Minor league affiliations
- Class: Independent (1891) Class B (1892) Class D (1908) Class C (1914) Class D (1933)
- League: New England League (1891–1892) Atlantic Association (1908) Colonial League (1914) New England League (1933)

Major league affiliations
- Team: New York Giants (1933)

Minor league titles
- League titles (1): 1892

Team data
- Name: Woonsocket (1891–1892) Woonsocket Trotters (1908) Woonsocket Speeders (1914) Woonsocket (1933)
- Ballpark: Woonsocket Trotting Park (1908) Clinton Oval (1914)

= Woonsocket Speeders =

The Woonsocket Speeders were a minor league baseball team based in Woonsocket, Rhode Island. Between 1891 and 1933, Woonsocket teams played as members of the New England League from 1891 to 1892, Atlantic Association in 1908, Colonial League in 1914 and New England League in 1933. Woonsocket won the 1892 New England League championship. In 1933 Woonsocket was a minor league affiliate of the New York Giants.

==History==
In the 1891 season, Woonsocket first began minor league play, as the team joined the six–team Independent level New England League on June 10, 1891 during the season. The Lewiston franchise joined the league on the same day, as the league expanded to eight teams. The 1891 Woonsocket team finished with a 11–23 record, playing under manager Tom Rowe.

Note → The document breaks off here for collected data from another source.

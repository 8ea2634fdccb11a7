//! Persisted scan container.
//!
//! One file per scan, named `scan_data_YYYYMMDD_HHMMSS.<ext>`, holding:
//!
//! - `scan_parameters`: plan fields, humidity at start and end, completion
//!   flag and message, start time
//! - `positions` (N x 2), `spectra` (N x M), `max_values` (N), `min_values` (N)
//!   for the acquired points
//! - `time_axis` (M)
//! - `skipped_positions` (K x 2) and `skipped_status` (K) for points that
//!   failed to move or acquire
//!
//! The default `storage_hdf5` feature writes this layout as HDF5 groups,
//! attributes and datasets. The JSON backend is always built and becomes the
//! default when the crate is compiled without HDF5.

pub mod json;
#[cfg(feature = "storage_hdf5")]
pub mod h5;

use chrono::{DateTime, Local};
use log::info;
use serde::{Deserialize, Serialize};
use std::path::{Path, PathBuf};

use crate::error::StoreError;
use crate::scan::{PointStatus, ScanPlan, ScanResult, ScanSample};

pub const FILE_PREFIX: &str = "scan_data";

#[derive(Debug, Clone, Copy, PartialEq, Eq)]
pub enum StoreFormat {
    Json,
    #[cfg(feature = "storage_hdf5")]
    Hdf5,
}

impl Default for StoreFormat {
    #[cfg(feature = "storage_hdf5")]
    fn default() -> Self {
        StoreFormat::Hdf5
    }

    #[cfg(not(feature = "storage_hdf5"))]
    fn default() -> Self {
        StoreFormat::Json
    }
}

impl StoreFormat {
    pub fn extension(self) -> &'static str {
        match self {
            StoreFormat::Json => "json",
            #[cfg(feature = "storage_hdf5")]
            StoreFormat::Hdf5 => "hdf5",
        }
    }
}

#[derive(Debug, Clone, PartialEq, Serialize, Deserialize)]
pub struct ScanParameters {
    #[serde(flatten)]
    pub plan: ScanPlan,
    #[serde(default, with = "json::lossless::option")]
    pub start_humidity: Option<f64>,
    #[serde(default, with = "json::lossless::option")]
    pub end_humidity: Option<f64>,
    pub completed: bool,
    pub message: String,
    pub started_at: DateTime<Local>,
}

/// Column layout shared by every backend
#[derive(Debug, Clone, PartialEq, Serialize, Deserialize)]
pub struct Container {
    pub scan_parameters: ScanParameters,
    #[serde(with = "json::lossless::table")]
    pub positions: Vec<[f64; 2]>,
    #[serde(with = "json::lossless::matrix")]
    pub spectra: Vec<Vec<f64>>,
    #[serde(with = "json::lossless::vec")]
    pub max_values: Vec<f64>,
    #[serde(with = "json::lossless::vec")]
    pub min_values: Vec<f64>,
    #[serde(with = "json::lossless::vec")]
    pub time_axis: Vec<f64>,
    #[serde(with = "json::lossless::table")]
    pub skipped_positions: Vec<[f64; 2]>,
    pub skipped_status: Vec<PointStatus>,
}

impl Container {
    /// Split a result into columns. Fails when nothing was acquired or the
    /// acquired waveforms differ in length.
    pub fn from_result(result: &ScanResult) -> Result<Self, StoreError> {
        let acquired: Vec<&ScanSample> = result.acquired().collect();
        let Some(first) = acquired.first() else {
            return Err(StoreError::Empty);
        };

        let expected = first.waveform.len();
        if let Some((index, sample)) = acquired
            .iter()
            .enumerate()
            .find(|(_, s)| s.waveform.len() != expected)
        {
            return Err(StoreError::RaggedWaveforms {
                index,
                expected,
                found: sample.waveform.len(),
            });
        }

        let skipped: Vec<&ScanSample> = result.skipped().collect();

        Ok(Self {
            scan_parameters: ScanParameters {
                plan: result.plan.clone(),
                start_humidity: result.start_humidity,
                end_humidity: result.end_humidity,
                completed: result.completed,
                message: result.message.clone(),
                started_at: result.started_at,
            },
            positions: acquired.iter().map(|s| [s.x, s.y]).collect(),
            spectra: acquired.iter().map(|s| s.waveform.clone()).collect(),
            max_values: acquired.iter().map(|s| s.max).collect(),
            min_values: acquired.iter().map(|s| s.min).collect(),
            time_axis: result.time_axis.clone(),
            skipped_positions: skipped.iter().map(|s| [s.x, s.y]).collect(),
            skipped_status: skipped.iter().map(|s| s.status).collect(),
        })
    }

    /// Rebuild a result: acquired samples first, then skipped ones
    pub fn into_result(self, path: &Path) -> Result<ScanResult, StoreError> {
        let n = self.positions.len();
        if self.spectra.len() != n || self.max_values.len() != n || self.min_values.len() != n {
            return Err(StoreError::Format {
                path: path.to_path_buf(),
                message: format!(
                    "{n} positions but {} spectra, {} max values, {} min values",
                    self.spectra.len(),
                    self.max_values.len(),
                    self.min_values.len()
                ),
            });
        }
        if self.skipped_positions.len() != self.skipped_status.len() {
            return Err(StoreError::Format {
                path: path.to_path_buf(),
                message: "skipped positions and status differ in length".to_string(),
            });
        }

        let acquired = self
            .positions
            .into_iter()
            .zip(self.spectra)
            .zip(self.max_values.into_iter().zip(self.min_values))
            .map(|(([x, y], waveform), (max, min))| ScanSample::acquired(x, y, waveform, max, min));
        let skipped = self
            .skipped_positions
            .into_iter()
            .zip(self.skipped_status)
            .map(|([x, y], status)| ScanSample::skipped(x, y, status));

        let params = self.scan_parameters;
        Ok(ScanResult {
            plan: params.plan,
            samples: acquired.chain(skipped).collect(),
            time_axis: self.time_axis,
            start_humidity: params.start_humidity,
            end_humidity: params.end_humidity,
            completed: params.completed,
            message: params.message,
            started_at: params.started_at,
        })
    }
}

/// Save into `dir` in the default format
pub fn save(result: &ScanResult, dir: &Path) -> Result<PathBuf, StoreError> {
    save_as(result, dir, StoreFormat::default())
}

pub fn save_as(result: &ScanResult, dir: &Path, format: StoreFormat) -> Result<PathBuf, StoreError> {
    let container = Container::from_result(result)?;

    std::fs::create_dir_all(dir).map_err(|source| StoreError::Io {
        source,
        context: format!("Creating {}", dir.display()),
    })?;

    let stem = format!("{FILE_PREFIX}_{}", Local::now().format("%Y%m%d_%H%M%S"));
    let path = match format {
        StoreFormat::Json => json::write_new(dir, &stem, &container)?,
        #[cfg(feature = "storage_hdf5")]
        StoreFormat::Hdf5 => h5::write_new(dir, &stem, &container)?,
    };

    info!(
        "Saved {} points ({} skipped) to {}",
        container.positions.len(),
        container.skipped_positions.len(),
        path.display()
    );
    Ok(path)
}

/// Read a container back, choosing the backend by file extension
pub fn load(path: &Path) -> Result<ScanResult, StoreError> {
    let extension = path
        .extension()
        .and_then(|e| e.to_str())
        .map(str::to_ascii_lowercase);

    let container = match extension.as_deref() {
        Some("json") => json::read(path)?,
        #[cfg(feature = "storage_hdf5")]
        Some("hdf5" | "h5") => h5::read(path)?,
        #[cfg(not(feature = "storage_hdf5"))]
        Some("hdf5" | "h5") => {
            return Err(StoreError::Format {
                path: path.to_path_buf(),
                message: "HDF5 support is not enabled in this build".to_string(),
            });
        }
        _ => {
            return Err(StoreError::Format {
                path: path.to_path_buf(),
                message: "unknown container extension".to_string(),
            });
        }
    };

    container.into_result(path)
}

/// `dir/stem.ext`, or `dir/stem_N.ext` for the first N that does not exist yet
pub(crate) fn candidate_paths(dir: &Path, stem: &str, extension: &str) -> impl Iterator<Item = PathBuf> {
    let dir = dir.to_path_buf();
    let stem = stem.to_string();
    let extension = extension.to_string();
    (0..1000u32).map(move |n| {
        if n == 0 {
            dir.join(format!("{stem}.{extension}"))
        } else {
            dir.join(format!("{stem}_{n}.{extension}"))
        }
    })
}
#[cfg(test)]
mod tests {
    use super::*;
    use crate::error::{AcqError, MotionError};
    use crate::humidity::SharedHumidity;
    use crate::axis::{Axis, Opcode};
    use crate::stage::StagePosition;
    use std::sync::atomic::AtomicUsize;
    use std::time::Duration;

    #[derive(Default)]
    struct MockPositioner {
        not_ready: bool,
        fail_on_move: Option<usize>,
        stop_after_moves: Option<(usize, StopToken)>,
        move_delay: Duration,
        moves: Mutex<Vec<(f64, f64)>>,
    }

    impl Positioner for MockPositioner {
        fn is_ready(&self) -> bool {
            !self.not_ready
        }

        fn move_to(&self, x: f64, y: f64) -> Result<(), MotionError> {
            thread::sleep(self.move_delay);
            let mut moves = self.moves.lock();
            moves.push((x, y));
            let count = moves.len();

            if let Some((after, token)) = &self.stop_after_moves {
                if count == *after {
                    token.request_stop();
                }
            }
            if self.fail_on_move == Some(count) {
                return Err(MotionError::Timeout {
                    axis: Axis::X,
                    command: Opcode::ExecuteMove,
                    timeout: Duration::from_secs(1),
                });
            }
            Ok(())
        }

        fn position(&self) -> StagePosition {
            self.moves
                .lock()
                .last()
                .map(|&(x, y)| StagePosition { x, y })
                .unwrap_or_default()
        }
    }

    struct MockSource {
        time_axis: Option<Vec<f64>>,
        waveform: Vec<f64>,
        fail_on_acquire: Option<usize>,
        acquisitions: AtomicUsize,
    }

    impl MockSource {
        fn new() -> Self {
            Self {
                time_axis: Some(vec![0.0, 1.0, 2.0, 3.0]),
                waveform: vec![9.0, 2.0, -1.0, -9.0],
                fail_on_acquire: None,
                acquisitions: AtomicUsize::new(0),
            }
        }
    }

    impl PulseSource for MockSource {
        fn time_axis(&self) -> Result<Vec<f64>, AcqError> {
            self.time_axis.clone().ok_or(AcqError::Timeout)
        }

        fn latest_waveform(&self) -> Result<Vec<f64>, AcqError> {
            let count = self.acquisitions.fetch_add(1, Ordering::SeqCst) + 1;
            if self.fail_on_acquire == Some(count) {
                return Err(AcqError::BadLength(7));
            }
            Ok(self.waveform.clone())
        }
    }

    /// 5 x 2 grid, gate [1, 2], no settle time
    fn ten_point_plan() -> ScanPlan {
        ScanPlan {
            center_x: 2.0,
            center_y: 0.5,
            width: 4.0,
            height: 1.0,
            step_x: 1.0,
            step_y: 1.0,
            t_min: 1.0,
            t_max: 2.0,
            wait_time_secs: 0.0,
        }
    }

    fn orchestrator(positioner: MockPositioner, source: MockSource) -> ScanOrchestrator {
        let mut orchestrator = ScanOrchestrator::new(
            Arc::new(positioner),
            Arc::new(source),
            Arc::new(SharedHumidity::new()),
        );
        orchestrator.configure(ten_point_plan()).unwrap();
        orchestrator
    }

    #[test]
    fn test_move_failure_skips_point_and_continues() {
        let positioner = MockPositioner {
            fail_on_move: Some(5),
            ..Default::default()
        };
        let mut scan = orchestrator(positioner, MockSource::new());
        let events = scan.subscribe();

        scan.start().unwrap();
        let report = scan.wait().unwrap();

        assert_eq!(report.state, ScanState::Completed);
        assert_eq!(scan.state(), ScanState::Completed);
        assert_eq!(report.result.samples.len(), 10);
        assert_eq!(report.result.collected(), 9);

        let skipped = &report.result.samples[4];
        assert_eq!(skipped.status, PointStatus::MoveFailed);
        assert_eq!((skipped.max, skipped.min), (0.0, 0.0));

        let acquired = &report.result.samples[0];
        assert_eq!((acquired.max, acquired.min), (2.0, -1.0));

        let events: Vec<ScanEvent> = events.try_iter().collect();
        let progress: Vec<u8> = events
            .iter()
            .filter_map(|e| match e {
                ScanEvent::Progress(p) => Some(*p),
                _ => None,
            })
            .collect();
        assert_eq!(progress, vec![10, 20, 30, 40, 50, 60, 70, 80, 90, 100]);
        assert_eq!(
            events.last(),
            Some(&ScanEvent::Completed {
                success: true,
                message: "Scan completed. Collected 9/10 points".to_string()
            })
        );
        assert!(events.contains(&ScanEvent::Status("move failed: (4.00, 0.00)".to_string())));
    }

    #[test]
    fn test_scan_follows_serpentine_path() {
        let positioner = Arc::new(MockPositioner::default());
        let mut scan = ScanOrchestrator::new(
            positioner.clone(),
            Arc::new(MockSource::new()),
            Arc::new(SharedHumidity::new()),
        );
        scan.configure(ten_point_plan()).unwrap();
        scan.start().unwrap();
        scan.wait().unwrap();

        let xs: Vec<f64> = positioner.moves.lock().iter().map(|m| m.0).collect();
        assert_eq!(xs, vec![0.0, 1.0, 2.0, 3.0, 4.0, 4.0, 3.0, 2.0, 1.0, 0.0]);
        assert_eq!(positioner.position(), StagePosition { x: 0.0, y: 1.0 });
    }

    #[test]
    fn test_acquire_failure_is_recorded_as_skipped() {
        let source = MockSource {
            fail_on_acquire: Some(2),
            ..MockSource::new()
        };
        let mut scan = orchestrator(MockPositioner::default(), source);

        scan.start().unwrap();
        let report = scan.wait().unwrap();

        assert_eq!(report.result.collected(), 9);
        assert_eq!(report.result.samples[1].status, PointStatus::AcquireFailed);
        assert!(report.result.samples[1].waveform.is_empty());
    }

    #[test]
    fn test_stop_is_honored_at_next_point() {
        let mut scan = ScanOrchestrator::new(
            Arc::new(MockPositioner::default()),
            Arc::new(MockSource::new()),
            Arc::new(SharedHumidity::new()),
        );
        let token = scan.stop_token();
        let positioner = MockPositioner {
            stop_after_moves: Some((3, token)),
            ..Default::default()
        };
        scan.positioner = Arc::new(positioner);
        scan.configure(ten_point_plan()).unwrap();
        let events = scan.subscribe();

        scan.start().unwrap();
        let report = scan.wait().unwrap();

        assert_eq!(report.state, ScanState::Stopped);
        assert_eq!(report.result.samples.len(), 3);
        assert!(!report.result.completed);
        assert!(report.saved_to.is_none());
        assert_eq!(
            events.try_iter().last(),
            Some(ScanEvent::Completed {
                success: false,
                message: "scan stopped. Collected 3/10 points".to_string()
            })
        );
    }

    #[test]
    fn test_start_requires_ready_positioner() {
        let positioner = MockPositioner {
            not_ready: true,
            ..Default::default()
        };
        let mut scan = orchestrator(positioner, MockSource::new());

        assert!(matches!(scan.start(), Err(ScanError::NotReady(_))));
        assert_eq!(scan.state(), ScanState::Idle);
        assert!(scan.wait().is_none());
    }

    #[test]
    fn test_start_requires_plan_and_time_axis() {
        let mut unconfigured = ScanOrchestrator::new(
            Arc::new(MockPositioner::default()),
            Arc::new(MockSource::new()),
            Arc::new(SharedHumidity::new()),
        );
        assert!(matches!(unconfigured.start(), Err(ScanError::NotConfigured)));

        let source = MockSource {
            time_axis: None,
            ..MockSource::new()
        };
        let mut scan = orchestrator(MockPositioner::default(), source);
        assert!(matches!(scan.start(), Err(ScanError::TimeAxis(AcqError::Timeout))));
        assert_eq!(scan.state(), ScanState::Idle);
    }

    #[test]
    fn test_time_axis_fetched_once() {
        let mut scan = orchestrator(MockPositioner::default(), MockSource::new());
        assert!(scan.time_axis().is_none());

        scan.start().unwrap();
        scan.wait().unwrap();
        assert_eq!(scan.time_axis(), Some(&[0.0, 1.0, 2.0, 3.0][..]));
    }

    #[test]
    fn test_short_waveform_fails_scan() {
        let source = MockSource {
            waveform: vec![1.0, 2.0],
            ..MockSource::new()
        };
        let mut scan = orchestrator(MockPositioner::default(), source);
        let events = scan.subscribe();

        scan.start().unwrap();
        let report = scan.wait().unwrap();

        assert_eq!(report.state, ScanState::Failed);
        assert_eq!(scan.state(), ScanState::Failed);
        assert!(report.result.message.starts_with("scan error:"));
        assert!(matches!(
            events.try_iter().last(),
            Some(ScanEvent::Completed { success: false, .. })
        ));
    }

    #[test]
    fn test_unclaimed_report_survives_next_start() {
        let mut scan = ScanOrchestrator::new(
            Arc::new(MockPositioner::default()),
            Arc::new(MockSource::new()),
            Arc::new(SharedHumidity::new()),
        );
        scan.positioner = Arc::new(MockPositioner {
            stop_after_moves: Some((3, scan.stop_token())),
            ..Default::default()
        });
        scan.configure(ten_point_plan()).unwrap();

        scan.start().unwrap();
        while !scan.is_finished() {
            thread::sleep(Duration::from_millis(5));
        }
        assert!(scan.take_previous_report().is_none());

        scan.start().unwrap();
        let second = scan.wait().unwrap();
        assert_eq!(second.state, ScanState::Completed);

        let first = scan.take_previous_report().unwrap();
        assert_eq!(first.state, ScanState::Stopped);
        assert_eq!(first.result.collected(), 3);
        assert!(scan.take_previous_report().is_none());
    }

    #[test]
    fn test_second_start_while_running_is_rejected() {
        let positioner = MockPositioner {
            move_delay: Duration::from_millis(50),
            ..Default::default()
        };
        let mut scan = orchestrator(positioner, MockSource::new());

        scan.start().unwrap();
        assert!(matches!(scan.start(), Err(ScanError::AlreadyRunning)));
        assert!(matches!(
            scan.configure(ten_point_plan()),
            Err(ScanError::AlreadyRunning)
        ));

        scan.stop();
        let report = scan.wait().unwrap();
        assert_eq!(report.state, ScanState::Stopped);
        assert!(report.result.samples.len() < 10);
    }

    #[test]
    fn test_humidity_bookends_and_autosave() {
        let dir = tempfile::tempdir().unwrap();
        let humidity = SharedHumidity::new();
        humidity.set(40.0);

        let mut scan = ScanOrchestrator::new(
            Arc::new(MockPositioner::default()),
            Arc::new(MockSource::new()),
            Arc::new(humidity.clone()),
        )
        .with_output_dir(dir.path());
        scan.configure(ten_point_plan()).unwrap();
        let events = scan.subscribe();

        scan.start().unwrap();
        let report = scan.wait().unwrap();

        assert_eq!(report.result.start_humidity, Some(40.0));
        assert_eq!(report.result.end_humidity, Some(40.0));

        let saved = report.saved_to.unwrap();
        assert!(saved.exists());
        assert!(events
            .try_iter()
            .any(|e| e == ScanEvent::Status(format!("Data is saved: {}", saved.display()))));
    }
}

Woonsocket continued play in 1892, capturing the New England League championship in the eight–team Class B level league. The 1892 Woonsocket team ended the regular season with a 63–31 record to place 1st in the standings under player/manager Thomas O'Brien. Woonsocket finished 7.0 games ahead of 2nd place Portland in the final standings. Hi Ladd of Woonsocket led the New England League in total hits with 140 and teammate Tom O'Brien led the league with 106 runs. Despite winning the championship, the Woonsocket franchise folded from the New England League following the season.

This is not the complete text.